La vita legale del quotidiano è appesa a un filo e dopo numerosi arresti, sequestri e irruzioni della polizia, nell’autunno 1926 il governo ne sospenderà ufficialmente le pubblicazioni. Il 27 agosto 1927, dalla francese sede di Rue d’Austerlitz, uscirà il primo numero dell’edizione clandestina.  La sede è a Lilla (Francia) in 40, Rue d’Austerlitz.

Dal 1934 al 1939 la diffusione subisce una battuta d’arresto e diventa man mano meno intensa, ma con lo scoppio della guerra e la lotta nazifascista, il giornale prende nuova vita. Con l’arrivo degli alleati, dal 6 giugno 1944 riprende a Roma la pubblicazione ufficiale del giornale che uscirà dalla clandestinità, dopo quasi vent’anni, il 2 gennaio 1945.

Ne l’Unità, scriveva nel febbraio 2018 Pietro Spataro “corre la storia del Novecento: il fascismo e il nazismo, le violenze e l’Olocausto, la clandestinità, la morte di Gramsci, la Resistenza, l’Italia repubblicana, la Russia sovietica, le battaglie degli anni Sessanta, i grandi balzi in avanti degli anni Settanta, il terrorismo, l’arrivo di Enrico Berlinguer e lo strappo da Mosca, la sua morte a Padova, il crollo del muro di Berlino, lo scioglimento del Pci e la nascita dell’Ulivo e poi quella travagliata del Pd. l’Unità ha attraversato tutte queste fasi, nel bene e nel male. È stato un giornale nazionale, uno strumento di battaglia politica, un binocolo attraverso il quale guardare il mondo, un dizionario dei conflitti sociali, un orgoglioso status symbol. ‘E alcuni audaci in tasca l’Unità’, cantava Francesco Guccini in Eskimo per raccontare il coraggio che ci voleva in certi momenti ad andare in giro con quella testata bene in vista nella tasca”.

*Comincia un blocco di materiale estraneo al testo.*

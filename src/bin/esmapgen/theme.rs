use colored::Color;
use once_cell::sync::Lazy;

/// CLI color theme configuration
pub struct ColorTheme {
    pub success: Color,
    pub error: Color,
    pub warning: Color,
    pub info: Color,
    pub highlight: Color,
    pub muted: Color,
    pub primary: Color,
    pub secondary: Color,
    pub key: Color,
    pub value: Color,
}

impl Default for ColorTheme {
    fn default() -> Self {
        Self {
            success: Color::Green,
            error: Color::Red,
            warning: Color::Yellow,
            info: Color::Blue,
            highlight: Color::Cyan,
            muted: Color::BrightBlack,
            primary: Color::BrightBlue,
            secondary: Color::Magenta,
            key: Color::BrightCyan,
            value: Color::White,
        }
    }
}

/// Global theme instance
pub static THEME: Lazy<ColorTheme> = Lazy::new(ColorTheme::default);

/// Icons for different message types
#[allow(dead_code)]
pub struct Icons {
    pub success: &'static str,
    pub error: &'static str,
    pub warning: &'static str,
    pub info: &'static str,
    pub arrow: &'static str,
    pub bullet: &'static str,
    pub file: &'static str,
}

pub const ICONS: Icons = Icons {
    success: "✓",
    error: "✗",
    warning: "⚠",
    info: "ℹ",
    arrow: "→",
    bullet: "•",
    file: "📄",
};
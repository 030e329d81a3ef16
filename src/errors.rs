use std::path::PathBuf;

use thiserror::Error;

/// Top-level error type for mapping generation.
///
/// Every variant is fatal for the processing unit that hits it; conditions
/// that merely degrade the output (unknown primitive names, unresolvable
/// import aliases) never surface here.
#[derive(Debug, Error)]
pub enum MappingError {
    /// Source file or package directory could not be read.
    #[error("failed to read {path}: {source}")]
    Io {
        path: PathBuf,
        #[source]
        source: std::io::Error,
    },

    /// Source text was rejected by the Rust parser.
    #[error("failed to parse {path}: {source}")]
    Parse {
        path: PathBuf,
        #[source]
        source: syn::Error,
    },

    /// An `es` attribute segment did not have the `key:value` shape.
    #[error("malformed es attribute `{segment}` on field `{field}`: expected key:value")]
    MalformedAttribute { field: String, segment: String },

    /// A declaration embeds or nests itself, directly or transitively.
    #[error("cyclic type reference while expanding `{name}`")]
    CyclicType { name: String },

    /// The mapping document could not be written.
    #[error("failed to write {path}: {source}")]
    Write {
        path: PathBuf,
        #[source]
        source: std::io::Error,
    },

    /// Serialization of the mapping document failed.
    #[error("failed to serialize mapping document: {0}")]
    Serialize(#[from] serde_json::Error),
}
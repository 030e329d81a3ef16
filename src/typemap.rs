//! Fixed table from declared type names to index schema type tokens.

use crate::model::TypeRef;

/// Token emitted for type names outside the table.
pub const UNKNOWN_TYPE: &str = "unknown";

/// Schema type for a reference the resolver could not expand.
pub fn schema_type(ty: &TypeRef) -> &'static str {
    match ty {
        TypeRef::Array(_) => "array",
        _ => primitive_type(ty.leaf_name().unwrap_or_default()),
    }
}

fn primitive_type(name: &str) -> &'static str {
    match name {
        "i64" | "u64" => "long",
        "i16" | "i32" | "u16" | "u32" => "integer",
        "i8" | "u8" => "byte",
        "f32" => "float",
        "f64" => "double",
        "DateTime" => "date",
        "String" | "str" => "text",
        _ => UNKNOWN_TYPE,
    }
}
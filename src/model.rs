use std::collections::HashMap;
use std::path::PathBuf;
use std::rc::Rc;

/// A field's declared type, reduced to the parts mapping generation cares
/// about.
#[derive(Debug, Clone, PartialEq, Eq)]
pub enum TypeRef {
    /// A bare local name, e.g. `User`.
    Named(String),
    /// A path through an imported package, e.g. `sub_data::Posts`.
    Qualified { alias: String, name: String },
    /// A sequence of elements, e.g. `Vec<T>` or `[T; N]`.
    Array(Box<TypeRef>),
}

impl TypeRef {
    /// The innermost type name, if the reference bottoms out in one.
    pub fn leaf_name(&self) -> Option<&str> {
        match self {
            TypeRef::Named(name) => Some(name),
            TypeRef::Qualified { name, .. } => Some(name),
            TypeRef::Array(elem) => elem.leaf_name(),
        }
    }
}

/// A single struct field together with its mapping annotations.
#[derive(Debug, Clone)]
pub struct Field {
    /// Declared field name. `None` for flattened embeddings, whose members
    /// merge into the parent.
    pub name: Option<String>,
    pub ty: TypeRef,
    /// Raw content of the naming annotation, unparsed.
    pub naming_tag: Option<String>,
    /// Raw content of the attribute annotation, unparsed.
    pub attr_tag: Option<String>,
}

/// A struct declaration with its fields in source order.
#[derive(Debug, Clone)]
pub struct Declaration {
    pub name: String,
    pub fields: Vec<Field>,
}

/// All declarations gathered from one source file or package directory,
/// keyed by type name.
#[derive(Debug, Clone)]
pub struct DeclarationSet {
    /// File or directory the declarations came from. Used to tell apart
    /// same-named types from different packages.
    pub origin: PathBuf,
    decls: HashMap<String, Rc<Declaration>>,
}

impl DeclarationSet {
    pub fn new(origin: PathBuf) -> Self {
        Self {
            origin,
            decls: HashMap::new(),
        }
    }

    pub fn insert(&mut self, decl: Declaration) {
        self.decls.insert(decl.name.clone(), Rc::new(decl));
    }

    pub fn get(&self, name: &str) -> Option<Rc<Declaration>> {
        self.decls.get(name).cloned()
    }

    pub fn len(&self) -> usize {
        self.decls.len()
    }

    pub fn is_empty(&self) -> bool {
        self.decls.is_empty()
    }

    /// Absorb every declaration from another set. Later insertions win on
    /// name collisions.
    pub fn extend(&mut self, other: DeclarationSet) {
        self.decls.extend(other.decls);
    }
}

“L’Unità - raccontava ancora Ingrao - dai lettori veniva conservata. E si poteva leggere all’alba, ancora assonnati, sul seggiolino di un autobus, oppure a tarda sera, tra un boccone e l’altro della cena prima di andare alla riunione di sezione, o anche a letto, sull’orlo del sonno. Oppure mettere da parte, conservare questo o quel numero, che poi non sarebbe stato letto mai, dimenticato tra i fasci di carte di un armadio: questa natura curiosa di un giornale quotidiano, che durava al di là del giorno”.

Un giornale quotidiano che durava al di là del giorno, ma che non sopravviverà. Nel 1998 la società editrice (dal 1994 L’Arca, controllata dal Pds) diventerà una società per azioni (L’Unità editrice multimediale S.p.A.) e nel 2000 sospenderà le pubblicazioni. Grazie alla sottoscrizione di un gruppo di azionisti il giornale tornerà in edicola nell’aprile 2001 edito da Nuova iniziativa editoriale. Dal primo agosto del 2014 sospenderà nuovamente le pubblicazioni, riprese il 30 giugno dell’anno successivo con un nuovo assetto societario de L’Unità Srl. 

Nel giugno del 2017 per la terza volta, le pubblicazioni saranno sospese e dopo il pignoramento la testata andrà all’asta - poi sospesa - in vendita per 300 mila euro (l’annuncio sarà stato pubblicato sul sito ufficiale dell’Istituto vendite giudiziarie di Roma in mezzo tra un “Lotto unico di bottiglie di vino e birra, attrezzature e arredamento per bar” e una “Lampada infrarossi per essiccare vernici marca Infrarr Technologic star”).

“Chi avrebbe mai immaginato che una testata così bella e importante finisse all’asta?  - scriveva an ora Pietro Spataro - Chi avrebbe mai immaginato che quel nome così forte - l’Unità - che per molti è stata un simbolo di lotta e di riscatto, un nome da esibire in faccia ai prepotenti, da difendere dagli attacchi, da far circolare durante la clandestinità sotto il fascismo o da mostrare durante le manifestazioni facesse questa fine? Eppure è accaduto”.